WHAT YOU WILL DO
Write out every line of the data below exactly as given.

RECORDS FOR THE EXERCISE
┄┄┄┄┄┄┄┄┄┄

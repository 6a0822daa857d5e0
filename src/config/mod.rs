//! Application configuration module
//!
//! This module provides type-safe configuration loading from environment variables
//! using the `config` and `dotenvy` crates. Configuration is loaded with the
//! `PSYCHOMETRICS` prefix and nested values are separated by double underscores.
//!
//! # Example
//!
//! ```no_run
//! use psychometric_engine::config::AppConfig;
//!
//! let config = AppConfig::load().expect("Failed to load configuration");
//! config.validate().expect("Invalid configuration");
//!
//! println!("Server running on {:?}", config.server.socket_addr());
//! ```

mod analysis;
mod database;
mod error;
mod job;
mod server;

pub use analysis::{AnalysisConfig, HealthConfig};
pub use database::DatabaseConfig;
pub use error::{ConfigError, ValidationError};
pub use job::JobConfig;
pub use server::{Environment, LogFormat, ServerConfig};

use serde::Deserialize;

/// Root application configuration
///
/// Only `database.url` is required; every other section has defaults.
/// Load using [`AppConfig::load()`] which reads from environment variables.
#[derive(Debug, Deserialize)]
pub struct AppConfig {
    /// Server configuration (host, port, logging)
    #[serde(default)]
    pub server: ServerConfig,

    /// Database configuration (PostgreSQL connection)
    pub database: DatabaseConfig,

    /// Scheduled recalculation
    #[serde(default)]
    pub job: JobConfig,

    /// Calculator thresholds
    #[serde(default)]
    pub analysis: AnalysisConfig,
}

impl AppConfig {
    /// Load configuration from environment variables
    ///
    /// This function:
    /// 1. Loads `.env` file if present (for development)
    /// 2. Reads environment variables with `PSYCHOMETRICS` prefix
    /// 3. Uses `__` (double underscore) to separate nested values
    /// 4. Deserializes into typed configuration structs
    ///
    /// # Environment Variable Format
    ///
    /// - `PSYCHOMETRICS__SERVER__PORT=8080` -> `server.port = 8080`
    /// - `PSYCHOMETRICS__DATABASE__URL=...` -> `database.url = ...`
    /// - `PSYCHOMETRICS__ANALYSIS__ITEM__MIN_RESPONSES=50` -> `analysis.item.min_responses = 50`
    ///
    /// # Errors
    ///
    /// Returns `ConfigError` if:
    /// - Required environment variables are missing
    /// - Values cannot be parsed into expected types
    pub fn load() -> Result<Self, ConfigError> {
        // Load .env file if present (development)
        dotenvy::dotenv().ok();

        let config = config::Config::builder()
            .add_source(
                config::Environment::default()
                    .prefix("PSYCHOMETRICS")
                    .separator("__"),
            )
            .build()?
            .try_deserialize()?;

        Ok(config)
    }

    /// Validate all configuration values
    ///
    /// # Errors
    ///
    /// Returns `ValidationError` for the first invalid section found.
    pub fn validate(&self) -> Result<(), ValidationError> {
        self.server.validate()?;
        self.database.validate()?;
        self.job.validate()?;
        self.analysis.validate()?;
        Ok(())
    }

    /// Check if running in production environment
    pub fn is_production(&self) -> bool {
        self.server.is_production()
    }
}

#[cfg(test)]
mod tests {
    use super::*;
    use rust_decimal_macros::dec;
    use std::env;
    use std::sync::Mutex;

    // Mutex to ensure tests don't run in parallel (env vars are global)
    static ENV_MUTEX: Mutex<()> = Mutex::new(());

    fn set_minimal_env() {
        env::set_var("PSYCHOMETRICS__DATABASE__URL", "postgresql://test@localhost/test");
    }

    fn clear_env() {
        env::remove_var("PSYCHOMETRICS__DATABASE__URL");
        env::remove_var("PSYCHOMETRICS__SERVER__PORT");
        env::remove_var("PSYCHOMETRICS__SERVER__ENVIRONMENT");
        env::remove_var("PSYCHOMETRICS__JOB__INTERVAL_SECS");
        env::remove_var("PSYCHOMETRICS__ANALYSIS__ITEM__MIN_RESPONSES");
        env::remove_var("PSYCHOMETRICS__ANALYSIS__DIF__CORRECT_THRESHOLD");
    }

    #[test]
    fn test_load_from_environment() {
        let _guard = ENV_MUTEX.lock().unwrap();
        set_minimal_env();
        let result = AppConfig::load();
        clear_env();

        assert!(result.is_ok(), "Failed to load config: {:?}", result.err());
        let config = result.unwrap();
        assert_eq!(config.database.url(), "postgresql://test@localhost/test");
    }

    #[test]
    fn test_missing_database_url_fails() {
        let _guard = ENV_MUTEX.lock().unwrap();
        clear_env();
        let result = AppConfig::load();

        assert!(result.is_err());
    }

    #[test]
    fn test_validate_full_config() {
        let _guard = ENV_MUTEX.lock().unwrap();
        set_minimal_env();
        let result = AppConfig::load();
        clear_env();

        let config = result.unwrap();
        assert!(config.validate().is_ok());
    }

    #[test]
    fn test_defaults() {
        let _guard = ENV_MUTEX.lock().unwrap();
        set_minimal_env();
        let result = AppConfig::load();
        clear_env();

        let config = result.unwrap();
        assert_eq!(config.server.port, 8080);
        assert_eq!(config.server.environment, Environment::Development);
        assert_eq!(config.job.interval_secs, 86_400);
        assert_eq!(config.analysis.item.min_responses, 50);
        assert_eq!(config.analysis.health.top_flagged, 10);
    }

    #[test]
    fn test_is_production() {
        let _guard = ENV_MUTEX.lock().unwrap();
        set_minimal_env();
        env::set_var("PSYCHOMETRICS__SERVER__ENVIRONMENT", "production");
        let result = AppConfig::load();
        clear_env();

        let config = result.unwrap();
        assert!(config.is_production());
    }

    #[test]
    fn test_nested_overrides() {
        let _guard = ENV_MUTEX.lock().unwrap();
        set_minimal_env();
        env::set_var("PSYCHOMETRICS__SERVER__PORT", "3000");
        env::set_var("PSYCHOMETRICS__JOB__INTERVAL_SECS", "3600");
        env::set_var("PSYCHOMETRICS__ANALYSIS__ITEM__MIN_RESPONSES", "30");
        env::set_var("PSYCHOMETRICS__ANALYSIS__DIF__CORRECT_THRESHOLD", "0.6");
        let result = AppConfig::load();
        clear_env();

        let config = result.unwrap();
        assert_eq!(config.server.port, 3000);
        assert_eq!(config.job.interval_secs, 3600);
        assert_eq!(config.analysis.item.min_responses, 30);
        assert_eq!(config.analysis.dif.correct_threshold, dec!(0.6));
    }
}
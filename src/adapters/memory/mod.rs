//! In-memory adapters.
//!
//! Back every port with shared maps behind `tokio::sync::RwLock`.
//! Used by the integration tests and for running without a database.

mod item_statistics_repository;
mod question_bank;
mod reliability_repository;

pub use item_statistics_repository::InMemoryItemStatisticsRepository;
pub use question_bank::InMemoryQuestionBank;
pub use reliability_repository::InMemoryReliabilityRepository;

┄┄┄┄┄┄┄┄┄┄

OUTPUT FOR THIS EXERCISE
repository 6a0822daa857d5e0
filename src/config/mod.rs
//! Application configuration module
//!
//! This module provides type-safe configuration loading from environment variables
//! using the `config` and `dotenvy` crates. Configuration is loaded with the
//! `PSYCHOMETRICS` prefix and nested values are separated by double underscores.
//!
//! # Example
//!
//! ```no_run
//! use psychometric_engine::config::AppConfig;
//!
//! let config = AppConfig::load().expect("Failed to load configuration");
//! config.validate().expect("Invalid configuration");
//!
//! println!("Server running on {:?}", config.server.socket_addr());
//! ```

mod analysis;
mod database;
mod error;
mod job;
mod server;

pub use analysis::{AnalysisConfig, HealthConfig};
pub use database::DatabaseConfig;
pub use error::{ConfigError, ValidationError};
pub use job::JobConfig;
pub use server::{Environment, LogFormat, ServerConfig};

use serde::Deserialize;

/// Root application configuration
///
/// Only `database.url` is required; every other section has defaults.
/// Load using [`AppConfig::load()`] which reads from environment variables.
#[derive(Debug, Deserialize)]
pub struct AppConfig {
    /// Server configuration (host, port, logging)
    #[serde(default)]
    pub server: ServerConfig,

    /// Database configuration (PostgreSQL connection)
    pub database: DatabaseConfig,

    /// Scheduled recalculation
    #[serde(default)]
    pub job: JobConfig,

    /// Calculator thresholds
    #[serde(default)]
    pub analysis: AnalysisConfig,
}

impl AppConfig {
    /// Load configuration from environment variables
    ///
    /// This function:
    /// 1. Loads `.env` file if present (for development)
    /// 2. Reads environment variables with `PSYCHOMETRICS` prefix
    /// 3. Uses `__` (double underscore) to separate nested values
    /// 4. Deserializes into typed configuration structs
    ///
    /// # Environment Variable Format
    ///
    /// - `PSYCHOMETRICS__SERVER__PORT=8080` -> `server.port = 8080`
    /// - `PSYCHOMETRICS__DATABASE__URL=...` -> `database.url = ...`
    /// - `PSYCHOMETRICS__ANALYSIS__ITEM__MIN_RESPONSES=50` -> `analysis.item.min_responses = 50`
    ///
    /// # Errors
    ///
    /// Returns `ConfigError` if:
    /// - Required environment variables are missing
    /// - Values cannot be parsed into expected types
    pub fn load() -> Result<Self, ConfigError> {
        // Load .env file if present (development)
        dotenvy::dotenv().ok();

        let config = config::Config::builder()
            .add_source(
                config::Environment::default()
                    .prefix("PSYCHOMETRICS")
                    .separator("__"),
            )
            .build()?
            .try_deserialize()?;

        Ok(config)
    }

    /// Validate all configuration values
    ///
    /// # Errors
    ///
    /// Returns `ValidationError` for the first invalid section found.
    pub fn validate(&self) -> Result<(), ValidationError> {
        self.server.validate()?;
        self.database.validate()?;
        self.job.validate()?;
        self.analysis.validate()?;
        Ok(())
    }

    /// Check if running in production environment
    pub fn is_production(&self) -> bool {
        self.server.is_production()
    }
}

#[cfg(test)]
mod tests {
    use super::*;
    use rust_decimal_macros::dec;
    use std::env;
    use std::sync::Mutex;

    // Mutex to ensure tests don't run in parallel (env vars are global)
    static ENV_MUTEX: Mutex<()> = Mutex::new(());

    fn set_minimal_env() {
        env::set_var("PSYCHOMETRICS__DATABASE__URL", "postgresql://test@localhost/test");
    }

    fn clear_env() {
        env::remove_var("PSYCHOMETRICS__DATABASE__URL");
        env::remove_var("PSYCHOMETRICS__SERVER__PORT");
        env::remove_var("PSYCHOMETRICS__SERVER__ENVIRONMENT");
        env::remove_var("PSYCHOMETRICS__JOB__INTERVAL_SECS");
        env::remove_var("PSYCHOMETRICS__ANALYSIS__ITEM__MIN_RESPONSES");
        env::remove_var("PSYCHOMETRICS__ANALYSIS__DIF__CORRECT_THRESHOLD");
    }

    #[test]
    fn test_load_from_environment() {
        let _guard = ENV_MUTEX.lock().unwrap();
        set_minimal_env();
        let result = AppConfig::load();
        clear_env();

        assert!(result.is_ok(), "Failed to load config: {:?}", result.err());
        let config = result.unwrap();
        assert_eq!(config.database.url(), "postgresql://test@localhost/test");
    }

    #[test]
    fn test_missing_database_url_fails() {
        let _guard = ENV_MUTEX.lock().unwrap();
        clear_env();
        let result = AppConfig::load();

        assert!(result.is_err());
    }

    #[test]
    fn test_validate_full_config() {
        let _guard = ENV_MUTEX.lock().unwrap();
        set_minimal_env();
        let result = AppConfig::load();
        clear_env();

        let config = result.unwrap();
        assert!(config.validate().is_ok());
    }

    #[test]
    fn test_defaults() {
        let _guard = ENV_MUTEX.lock().unwrap();
        set_minimal_env();
        let result = AppConfig::load();
        clear_env();

        let config = result.unwrap();
        assert_eq!(config.server.port, 8080);
        assert_eq!(config.server.environment, Environment::Development);
        assert_eq!(config.job.interval_secs, 86_400);
        assert_eq!(config.analysis.item.min_responses, 50);
        assert_eq!(config.analysis.health.top_flagged, 10);
    }

    #[test]
    fn test_is_production() {
        let _guard = ENV_MUTEX.lock().unwrap();
        set_minimal_env();
        env::set_var("PSYCHOMETRICS__SERVER__ENVIRONMENT", "production");
        let result = AppConfig::load();
        clear_env();

        let config = result.unwrap();
        assert!(config.is_production());
    }

    #[test]
    fn test_nested_overrides() {
        let _guard = ENV_MUTEX.lock().unwrap();
        set_minimal_env();
        env::set_var("PSYCHOMETRICS__SERVER__PORT", "3000");
        env::set_var("PSYCHOMETRICS__JOB__INTERVAL_SECS", "3600");
        env::set_var("PSYCHOMETRICS__ANALYSIS__ITEM__MIN_RESPONSES", "30");
        env::set_var("PSYCHOMETRICS__ANALYSIS__DIF__CORRECT_THRESHOLD", "0.6");
        let result = AppConfig::load();
        clear_env();

        let config = result.unwrap();
        assert_eq!(config.server.port, 3000);
        assert_eq!(config.job.interval_secs, 3600);
        assert_eq!(config.analysis.item.min_responses, 30);
        assert_eq!(config.analysis.dif.correct_threshold, dec!(0.6));
    }
}
filename src/adapters/memory/mod.rs
//! In-memory adapters.
//!
//! Back every port with shared maps behind `tokio::sync::RwLock`.
//! Used by the integration tests and for running without a database.

mod item_statistics_repository;
mod question_bank;
mod reliability_repository;

pub use item_statistics_repository::InMemoryItemStatisticsRepository;
pub use question_bank::InMemoryQuestionBank;
pub use reliability_repository::InMemoryReliabilityRepository;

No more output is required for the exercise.